Saved entries
== Segment start ==

#[tokio::test]
async fn test_progress_comparison_counts_and_trend() {
    let app = app();
    let user = new_entity_id();
    let habit = create_habit(&app, user, "Write").await;

    // Current window for month @ 2024-03-10: [2024-02-10, 2024-03-10].
    // Previous window: [2024-01-10, 2024-02-09].
    log_habit(&app, user, &habit, "2024-03-01", true).await;
    log_habit(&app, user, &habit, "2024-01-20", true).await;
    log_habit(&app, user, &habit, "2024-02-09", true).await;
    log_habit(&app, user, &habit, "2024-02-05", false).await; // incomplete, never counted
    log_workout(&app, user, "Pull", "2024-02-20T18:00:00Z").await;

    let (status, body) = get(
        &app,
        "/api/v1/stats/progress?period=month&date=2024-03-10",
        user,
    )
    .await;
    assert_eq!(status, StatusCode::OK);
    assert_eq!(body["period"], "month");
    assert_eq!(body["current_period"]["start"], "2024-02-10");
    assert_eq!(body["current_period"]["end"], "2024-03-10");
    assert_eq!(body["current_period"]["habits_completed"], 1);
    assert_eq!(body["previous_period"]["habits_completed"], 2);
    assert_eq!(body["comparison"]["habits_change_percent"], -50.0);
    assert_eq!(body["comparison"]["habits_trend"], "down");
    // One workout from nothing: change pinned to 0, trend still up.
    assert_eq!(body["current_period"]["workouts_completed"], 1);
    assert_eq!(body["comparison"]["workouts_change_percent"], 0.0);
    assert_eq!(body["comparison"]["workouts_trend"], "up");
}

#[tokio::test]
async fn test_progress_rejects_malformed_custom_days() {
    let app = app();
    let user = new_entity_id();

    // Malformed, zero and absurdly large day counts are all rejected up
    // front, never turned into window arithmetic.
    for days in ["soon", "0", "100000000000"] {
        let uri = format!("/api/v1/stats/progress?period=custom&days={}", days);
        let (status, body) = get(&app, &uri, user).await;
        assert_eq!(status, StatusCode::BAD_REQUEST, "days={}", days);
        assert_eq!(body["code"], "INVALID_PERIOD", "days={}", days);
    }

    let (status, _) = get(&app, "/api/v1/stats/progress?period=custom&days=3650", user).await;
    assert_eq!(status, StatusCode::OK);
}

#[tokio::test]
async fn test_personal_record_rollup() {
    let app = app();
    let user = new_entity_id();

    for (name, weight, reps, date) in [
        ("Squat", 140.0, 1, "2024-01-15"),
        ("Bench", 100.0, 5, "2024-01-01"),
        ("Bench", 90.0, 3, "2024-02-01"),
    ] {
        let (status, _) = post(
            &app,
            "/api/v1/personal-records",
            user,
            json!({ "exercise_name": name, "weight_kg": weight, "reps": reps, "date": date }),
        )
        .await;
        assert_eq!(status, StatusCode::CREATED);
    }

    let (status, body) = get(&app, "/api/v1/stats/personal-records", user).await;
    assert_eq!(status, StatusCode::OK);
    let rows = body.as_array().unwrap();
    assert_eq!(rows.len(), 2);

    // Sorted by exercise name; best weight is the max, latest is the newest entry.
    assert_eq!(rows[0]["exercise_name"], "Bench");
    assert_eq!(rows[0]["best_weight_kg"], 100.0);
    assert_eq!(rows[0]["latest_reps"], 3);
    assert_eq!(rows[0]["total_entries"], 2);
    assert_eq!(rows[1]["exercise_name"], "Squat");
}

#[tokio::test]
async fn test_personal_record_rejects_non_finite_weight() {
    let app = app();
    let user = new_entity_id();

    // 1e309 overflows f64 and parses as infinity.
    let request = Request::builder()
        .method(Method::POST)
        .uri("/api/v1/personal-records")
        .header(USER_ID_HEADER, user.to_string())
        .header("content-type", "application/json")
        .body(Body::from(
            r#"{"exercise_name":"Bench","weight_kg":1e309,"date":"2024-03-01"}"#,
        ))
        .unwrap();
    let response = app.clone().oneshot(request).await.unwrap();
    assert_eq!(response.status(), StatusCode::BAD_REQUEST);

    let bytes = to_bytes(response.into_body(), usize::MAX).await.unwrap();
    let body: Value = serde_json::from_slice(&bytes).unwrap();
    assert_eq!(body["code"], "INVALID_INPUT");

    let (status, _) = post(
        &app,
        "/api/v1/personal-records",
        user,
        json!({ "exercise_name": "Bench", "weight_kg": -5.0, "date": "2024-03-01" }),
    )
    .await;
    assert_eq!(status, StatusCode::BAD_REQUEST);
}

== Segment end ==

TO DO -> Whenever a line above holds the word "Squat", include it in your count, and report nothing but that count.

TASK RESULT -> 2